Using the data below, show every line where the word "impl" occurs.

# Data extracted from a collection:
==*==

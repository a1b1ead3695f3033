//! Wall-clock access pinned to the deployment's configured timezone.

use chrono::DateTime;
use chrono_tz::Tz;
use mockable::Clock;
use std::sync::Arc;

/// Timestamp layout used for `created_at` and `completed_at`.
pub const TIMESTAMP_FORMAT: &str = "%Y-%m-%d %H:%M:%S%.6f";

/// Date layout used to decide whether a task is stale.
pub const DATE_FORMAT: &str = "%Y-%m-%d";

/// Reads the current time in a fixed timezone.
#[derive(Debug)]
pub struct ZonedClock<C> {
    clock: Arc<C>,
    zone: Tz,
}

impl<C> Clone for ZonedClock<C> {
    fn clone(&self) -> Self {
        Self {
            clock: Arc::clone(&self.clock),
            zone: self.zone,
        }
    }
}

impl<C: Clock> ZonedClock<C> {
    /// Creates a zoned clock over the given time source.
    #[must_use]
    pub const fn new(clock: Arc<C>, zone: Tz) -> Self {
        Self { clock, zone }
    }

    /// Returns the configured timezone.
    #[must_use]
    pub const fn zone(&self) -> Tz {
        self.zone
    }

    /// Returns the current instant in the configured timezone.
    #[must_use]
    pub fn now(&self) -> DateTime<Tz> {
        self.clock.utc().with_timezone(&self.zone)
    }

    /// Returns the current instant rendered as a stored timestamp.
    #[must_use]
    pub fn timestamp(&self) -> String {
        self.now().format(TIMESTAMP_FORMAT).to_string()
    }

    /// Returns the current date as `YYYY-MM-DD`.
    #[must_use]
    pub fn today(&self) -> String {
        self.now().format(DATE_FORMAT).to_string()
    }
}
//! Shared fixtures for task unit tests.

use crate::task::{
    domain::{Cell, PersistedTaskData, Priority, RawTable, Task, TaskId, schema},
    ports::{RemoteTable, RemoteTableResult},
};
use chrono::{DateTime, Local, TimeZone, Utc};
use mockable::Clock;
use mockall::mock;
use std::sync::Mutex;

/// Clock pinned to an instant that tests can move.
pub struct FixedClock {
    now: Mutex<DateTime<Utc>>,
}

impl FixedClock {
    pub fn new(instant: DateTime<Utc>) -> Self {
        Self {
            now: Mutex::new(instant),
        }
    }

    pub fn set(&self, instant: DateTime<Utc>) {
        *self.now.lock().expect("clock lock") = instant;
    }
}

impl Clock for FixedClock {
    fn local(&self) -> DateTime<Local> {
        self.utc().with_timezone(&Local)
    }

    fn utc(&self) -> DateTime<Utc> {
        *self.now.lock().expect("clock lock")
    }
}

pub fn utc(year: i32, month: u32, day: u32, hour: u32, minute: u32) -> DateTime<Utc> {
    Utc.with_ymd_and_hms(year, month, day, hour, minute, 0)
        .single()
        .expect("valid instant")
}

mock! {
    pub Remote {}

    #[async_trait::async_trait]
    impl RemoteTable for Remote {
        async fn read_all(&self) -> RemoteTableResult<RawTable>;
        async fn write_all(&self, table: &RawTable) -> RemoteTableResult<()>;
    }
}

/// Builds one canonical row.
pub fn row(
    id: &str,
    text: &str,
    priority: &str,
    completed: bool,
    created_at: &str,
    rank: Option<i64>,
) -> Vec<Cell> {
    vec![
        Cell::text(id),
        Cell::text(text),
        Cell::text(priority),
        Cell::Bool(completed),
        Cell::text(created_at),
        Cell::Empty,
        Cell::Bool(false),
        rank.map_or(Cell::Empty, Cell::Int),
    ]
}

/// Canonical header with the given rows.
pub fn canonical_table(rows: impl IntoIterator<Item = Vec<Cell>>) -> RawTable {
    rows.into_iter()
        .fold(RawTable::new(schema::COLUMNS), RawTable::with_row)
}

/// Builds a task directly, bypassing the clock.
pub fn stored_task(
    id: &str,
    priority: Priority,
    completed: bool,
    created_at: &str,
    sort_rank: i64,
) -> Task {
    Task::from_persisted(PersistedTaskData {
        id: TaskId::parse(id).expect("valid id"),
        text: format!("task {id}"),
        priority,
        completed,
        created_at: created_at.to_owned(),
        completed_at: None,
        was_auto_promoted: false,
        sort_rank,
    })
}

/// Parses a test identifier.
pub fn id(value: &str) -> TaskId {
    TaskId::parse(value).expect("valid id")
}
//! Domain model for the task tracker.
//!
//! The domain covers task rows, the worksheet cell vocabulary, schema
//! repair, ordering and the daily promotion rule. Infrastructure concerns
//! (the remote worksheet, retries, session caching) live outside this
//! boundary.

mod error;
mod ids;
mod promotion;
mod raw;
pub mod schema;
mod table;
mod task;
mod time;

pub use error::{
    ParseCellError, ParseMoveDirectionError, ParsePriorityError, ReorderError, TaskDomainError,
};
pub use ids::TaskId;
pub use promotion::{PromotionSummary, promote_stale_tasks};
pub use raw::{Cell, RawTable};
pub use schema::{Normalized, SchemaError, normalize, normalize_with_repairs};
pub use table::TaskTable;
pub use task::{MoveDirection, PersistedTaskData, Priority, Task};
pub use time::{DATE_FORMAT, TIMESTAMP_FORMAT, ZonedClock};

==*==

# Solution below:
impl<C> Clone for ZonedClock<C> {
impl<C: Clock> ZonedClock<C> {
impl FixedClock {
impl Clock for FixedClock {
    impl RemoteTable for Remote {
pub fn canonical_table(rows: impl IntoIterator<Item = Vec<Cell>>) -> RawTable {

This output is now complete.